When the DSM finally collapsed the categories in 2013 — merging Asperger's, Pervasive Developmental Disorder, and Autistic Disorder into one Autism Spectrum Disorder — it was framed as a victory for science. But the bread was not increased. By folding everyone into one category without increasing resources, the system guaranteed a rationing war. It handed critics the weapon they needed: look at the self-advocating, verbal autistic and ask, "but what about the really affected ones?" — using the very inclusion that was supposed to recognise everyone, to silence the people who could speak back.
The data on what actually happened is documented. Between 1990 and 2010, as autism diagnoses rose across the United States and Canada, diagnoses for intellectual disability fell in nearly equal measure. This is diagnostic substitution. We did not create more autistic people. We stopped calling them subnormal. The children who were "lost" were found — reclassified into a framework that finally had room for them. The hierarchy called this "diagnostic inflation." The more accurate term is overdue correction.
The DSM does not divide autistic people by suffering. Support levels are administrative snapshots — averages used to route resources, not fixed descriptions of a person, not rankings of whose life has more value. They get conscripted into that work anyway.
Which is how we arrive at the comment sections, the hearings, the clinical settings — anywhere an autistic person speaks and someone responds: but what about the really affected ones? The same pattern that erased Sukhareva is still running. Anyone with enough social credit can centre themselves in our history, can speak about our experience with more institutional authority than we're granted about our own lives. Autistic people remain the last people consulted about autistic experience. It sounds like concern. It functions as a sorting mechanism. It has a very long history of being delivered with kindness.
Centring means the people most affected by a decision have the most weight in making it. Not consultation. Not representation. Not a seat at a table designed by someone else. It is the difference between research done on a community and research done with one. It is best practice in every field that has learned from its mistakes — medicine, law, education.
And here is what the history shows: the sorting was never reliable. Diagnostic criteria shifted for a century. Girls were invisible to the framework until Sukhareva's work was finally read, decades after her death. The tools were never validated. The assessments were never neutral. Race, gender, class, geography — all of it shapes who gets diagnosed and who gets believed. If the hierarchy couldn't sort reliably then, it cannot sort reliably now.
The children written off as intellectually disabled or feeble-minded were written off with tools that couldn't reliably measure them. A landmark 2007 study found autistic children scored on average 30 percentile points higher on non-verbal reasoning tests than on standard IQ scales — a third labelled low functioning scored in the average range when tested differently.
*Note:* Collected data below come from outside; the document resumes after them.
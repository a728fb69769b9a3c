// Error taxonomy shared by the gates, handlers and collaborators

use axum::{
    http::StatusCode,
    response::{IntoResponse, Response},
    Json,
};

/// Reasons a presigned upload token is refused.
#[derive(Debug, Clone, PartialEq, Eq, thiserror::Error)]
pub enum TokenError {
    #[error("Malformed token: {0}")]
    Malformed(String),

    #[error("URL expired")]
    Expired,

    #[error("Invalid signature")]
    InvalidSignature,
}

#[derive(Debug, thiserror::Error)]
pub enum AppError {
    #[error("{0}")]
    Validation(String),

    #[error("Unauthorized: {0}")]
    Unauthorized(String),

    #[error(transparent)]
    Token(#[from] TokenError),

    #[error("Storage error: {0}")]
    Storage(#[from] std::io::Error),

    #[error("Database error: {0}")]
    Database(#[from] sqlx::Error),

    #[error("Image error: {0}")]
    Image(#[from] image::ImageError),

    #[error("Internal error: {0}")]
    Internal(String),
}

impl AppError {
    pub fn status(&self) -> StatusCode {
        match self {
            AppError::Validation(_) => StatusCode::BAD_REQUEST,
            AppError::Unauthorized(_) => StatusCode::UNAUTHORIZED,
            AppError::Token(TokenError::Malformed(_)) => StatusCode::BAD_REQUEST,
            AppError::Token(_) => StatusCode::UNAUTHORIZED,
            AppError::Storage(_)
            | AppError::Database(_)
            | AppError::Image(_)
            | AppError::Internal(_) => StatusCode::INTERNAL_SERVER_ERROR,
        }
    }
}

impl IntoResponse for AppError {
    fn into_response(self) -> Response {
        let status = self.status();
        if status.is_server_error() {
            tracing::error!(error = %self, "Request failed");
        }
        (status, Json(serde_json::json!({ "error": self.to_string() }))).into_response()
    }
}

pub type AppResult<T> = std::result::Result<T, AppError>;
// Utility functions

pub mod logger;
pub mod shutdown;

pub use logger::*;
pub use shutdown::*;
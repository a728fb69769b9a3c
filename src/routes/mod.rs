//! HTTP Routes
//!
//! - `POST /upload`, `DELETE /delete`, `GET /list`, `GET /presignurl`:
//!   API key + per-client CORS (auth gate)
//! - `GET /download`, `PUT /presignedupload`:
//!   per-client CORS only (origin gate)
//! - `GET /health`: no gate

pub mod files;
pub mod health;
pub mod presign;

use axum::Router;
use tower_http::trace::TraceLayer;
use tracing::info;

use crate::models::AppState;

/// Create the main application router
pub fn create_router(state: AppState) -> Router {
    info!("Creating application router");

    Router::new()
        .merge(files::router(state.clone()))
        .merge(presign::router(state.clone()))
        .merge(health::router(state))
        .layer(TraceLayer::new_for_http())
}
The DSM-5 itself acknowledges IQ scores in autism are unstable, particularly in early childhood. We do not know how many children were institutionalised, written off, presumed incompetent on the basis of a number that was measuring the wrong thing. Sorting people with unreliable tools and calling the consequences inevitable is not science. It is institutional violence.
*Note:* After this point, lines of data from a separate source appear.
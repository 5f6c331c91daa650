//! Encrypted message envelope
//!
//! Wire format (big-endian, no padding):
//! ```text
//! offset  size  field
//! 0       8     total length (u64)
//! 8       4     version (i32)
//! 12      24    nonce
//! 36      N     ciphertext (N >= 1)
//! ```
//!
//! The length field is informational. [`Message::from_bytes`] frames on the
//! buffer itself and accepts any length value; [`Message::from_bytes_strict`]
//! additionally requires `length == 36 + N`.

use pairseal_core::{SealError, SealResult, NONCE_SIZE};

/// Message encrypted with the shared secret key (XChaCha20-Poly1305)
pub const SYMMETRIC_VERSION: i32 = 0;

/// Message encrypted with a NaCl box (X25519 + XSalsa20-Poly1305)
pub const ASYMMETRIC_VERSION: i32 = 1;

const LENGTH_SIZE: usize = 8;
const VERSION_SIZE: usize = 4;

/// Bytes preceding the ciphertext
pub const HEADER_SIZE: usize = LENGTH_SIZE + VERSION_SIZE + NONCE_SIZE;

#[derive(Debug, Clone, PartialEq, Eq)]
pub struct Message {
    length: u64,
    version: i32,
    nonce: [u8; NONCE_SIZE],
    ciphertext: Vec<u8>,
}

impl Message {
    /// Build a message, computing its total wire length.
    pub fn new(version: i32, nonce: [u8; NONCE_SIZE], ciphertext: Vec<u8>) -> SealResult<Self> {
        let length = u64::try_from(ciphertext.len())
            .ok()
            .and_then(|n| n.checked_add(HEADER_SIZE as u64))
            .ok_or(SealError::LengthOverflow)?;
        Ok(Self {
            length,
            version,
            nonce,
            ciphertext,
        })
    }

    /// Declared total length, as carried in the header.
    pub fn length(&self) -> u64 {
        self.length
    }

    pub fn version(&self) -> i32 {
        self.version
    }

    pub fn nonce(&self) -> &[u8; NONCE_SIZE] {
        &self.nonce
    }

    pub fn ciphertext(&self) -> &[u8] {
        &self.ciphertext
    }

    /// Encode to the wire format.
    pub fn to_bytes(&self) -> SealResult<Vec<u8>> {
        let capacity = HEADER_SIZE
            .checked_add(self.ciphertext.len())
            .ok_or(SealError::LengthOverflow)?;

        let mut out = Vec::with_capacity(capacity);
        out.extend_from_slice(&self.length.to_be_bytes());
        out.extend_from_slice(&self.version.to_be_bytes());
        out.extend_from_slice(&self.nonce);
        out.extend_from_slice(&self.ciphertext);
        Ok(out)
    }

    /// Decode from the wire format without checking the length field.
    ///
    /// Fails with [`SealError::MessageParsing`] if `data` is shorter than the
    /// header plus one ciphertext byte.
    pub fn from_bytes(data: &[u8]) -> SealResult<Self> {
        if data.len() <= HEADER_SIZE {
            return Err(SealError::MessageParsing(format!(
                "need at least {} bytes, got {}",
                HEADER_SIZE + 1,
                data.len()
            )));
        }

        let (length, rest) = data.split_at(LENGTH_SIZE);
        let (version, rest) = rest.split_at(VERSION_SIZE);
        let (nonce, ciphertext) = rest.split_at(NONCE_SIZE);

        Ok(Self {
            length: u64::from_be_bytes(to_array(length)?),
            version: i32::from_be_bytes(to_array(version)?),
            nonce: to_array(nonce)?,
            ciphertext: ciphertext.to_vec(),
        })
    }

    /// Decode and require the length field to match the buffer size.
    pub fn from_bytes_strict(data: &[u8]) -> SealResult<Self> {
        let message = Self::from_bytes(data)?;
        let actual = data.len() as u64;
        if message.length != actual {
            return Err(SealError::LengthMismatch {
                declared: message.length,
                actual,
            });
        }
        Ok(message)
    }
}

fn to_array<const N: usize>(slice: &[u8]) -> SealResult<[u8; N]> {
    slice
        .try_into()
        .map_err(|_| SealError::MessageParsing(format!("expected {N} bytes, got {}", slice.len())))
}

#[cfg(test)]
mod tests {
    use super::*;
    use proptest::prelude::*;

    fn sample() -> Message {
        Message::new(SYMMETRIC_VERSION, [0xAA; NONCE_SIZE], b"ciphertext".to_vec()).unwrap()
    }

    #[test]
    fn test_layout() {
        let bytes = sample().to_bytes().unwrap();

        assert_eq!(bytes.len(), HEADER_SIZE + 10);
        assert_eq!(&bytes[..8], &(46u64).to_be_bytes());
        assert_eq!(&bytes[8..12], &[0, 0, 0, 0]);
        assert_eq!(&bytes[12..36], &[0xAA; NONCE_SIZE]);
        assert_eq!(&bytes[36..], b"ciphertext");
    }

    #[test]
    fn test_length_counts_header() {
        let m = sample();
        assert_eq!(m.length(), (HEADER_SIZE + m.ciphertext().len()) as u64);
    }

    #[test]
    fn test_decode_roundtrip() {
        let m = sample();
        let decoded = Message::from_bytes(&m.to_bytes().unwrap()).unwrap();
        assert_eq!(decoded, m);
    }

    #[test]
    fn test_decode_rejects_short_input() {
        assert!(matches!(Message::from_bytes(&[]), Err(SealError::MessageParsing(_))));
        assert!(matches!(Message::from_bytes(&[0u8; 10]), Err(SealError::MessageParsing(_))));
        // header only: an empty ciphertext is malformed
        assert!(matches!(
            Message::from_bytes(&[0u8; HEADER_SIZE]),
            Err(SealError::MessageParsing(_))
        ));
    }

    #[test]
    fn test_decode_minimum_size() {
        let m = Message::from_bytes(&[0u8; HEADER_SIZE + 1]).unwrap();
        assert_eq!(m.ciphertext(), &[0u8]);
        assert_eq!(m.length(), 0);
    }

    #[test]
    fn test_decode_negative_version() {
        let mut bytes = sample().to_bytes().unwrap();
        bytes[8..12].copy_from_slice(&(-2i32).to_be_bytes());
        assert_eq!(Message::from_bytes(&bytes).unwrap().version(), -2);
    }

    #[test]
    fn test_lenient_decode_ignores_length_field() {
        let mut bytes = sample().to_bytes().unwrap();
        bytes[..8].copy_from_slice(&u64::MAX.to_be_bytes());

        let m = Message::from_bytes(&bytes).unwrap();
        assert_eq!(m.length(), u64::MAX);
        assert_eq!(m.ciphertext(), b"ciphertext");

        // re-encoding preserves what was received
        assert_eq!(m.to_bytes().unwrap(), bytes);
    }

    #[test]
    fn test_strict_decode_checks_length_field() {
        let bytes = sample().to_bytes().unwrap();
        assert!(Message::from_bytes_strict(&bytes).is_ok());

        let mut tampered = bytes.clone();
        tampered[..8].copy_from_slice(&7u64.to_be_bytes());
        assert!(matches!(
            Message::from_bytes_strict(&tampered),
            Err(SealError::LengthMismatch { declared: 7, actual: 46 })
        ));

        // trailing bytes change the actual size
        let mut extended = bytes;
        extended.push(0);
        assert!(Message::from_bytes_strict(&extended).is_err());
    }

    proptest! {
        #[test]
        fn codec_roundtrip(
            version in 0i32..=1,
            nonce in any::<[u8; 24]>(),
            ciphertext in proptest::collection::vec(any::<u8>(), 1..=10_000),
        ) {
            let m = Message::new(version, nonce, ciphertext.clone()).unwrap();
            let decoded = Message::from_bytes_strict(&m.to_bytes().unwrap()).unwrap();
            prop_assert_eq!(decoded.version(), version);
            prop_assert_eq!(decoded.nonce(), &nonce);
            prop_assert_eq!(decoded.ciphertext(), &ciphertext[..]);
        }

        #[test]
        fn decode_never_panics(data in proptest::collection::vec(any::<u8>(), 0..=256)) {
            match Message::from_bytes(&data) {
                Ok(m) => prop_assert_eq!(m.ciphertext().len(), data.len() - HEADER_SIZE),
                Err(e) => {
                    prop_assert!(data.len() <= HEADER_SIZE);
                    prop_assert!(matches!(e, SealError::MessageParsing(_)));
                }
            }
        }
    }
}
The sorting continues now, in different paperwork. Black and Indigenous children are still significantly more likely to be diagnosed with conduct disorder than with autism — receiving a label that routes them toward punishment rather than support. A 2007 study found African-American children were 2.6 times less likely than white children to receive an autism diagnosis on their first specialty visit, and twice as likely to receive a conduct disorder diagnosis instead. The hierarchy did not stop sorting when the DSM changed. It found new categories. It always does.
The argument that the spectrum has become too inclusive is a historical hallucination. We are not expanding the borders. We are reclaiming territory that was stolen. The talking machines of 1925 were never an extra category — they were the first category. The girls who camouflaged their way through 1927 were not a modern fad — they were documented before the first Nazi referral was ever signed. The children labelled feeble-minded and lost were always part of the same spectrum — the field just refused to see it until Lorna Wing named it. When people claim the diagnosis has lost its meaning, what they mean is that it has lost its containment. They liked it better when we were a tragedy to be managed rather than a community that remembers its own history. And if the hierarchy cannot sort reliably, it has no authority to declare some of us better off dead.
Every fairy tale has a promise at the centre. This one promises relief — an end to suffering, a peaceful door for those the story has decided cannot be saved. We are not against the door. We are against a world that builds only the door and calls it compassion. If the promise is genuine, it has to apply to all of it: the poverty, the isolation, the withheld diagnosis, the support that never came. You cannot claim to be against suffering while defending the inequity that produces it.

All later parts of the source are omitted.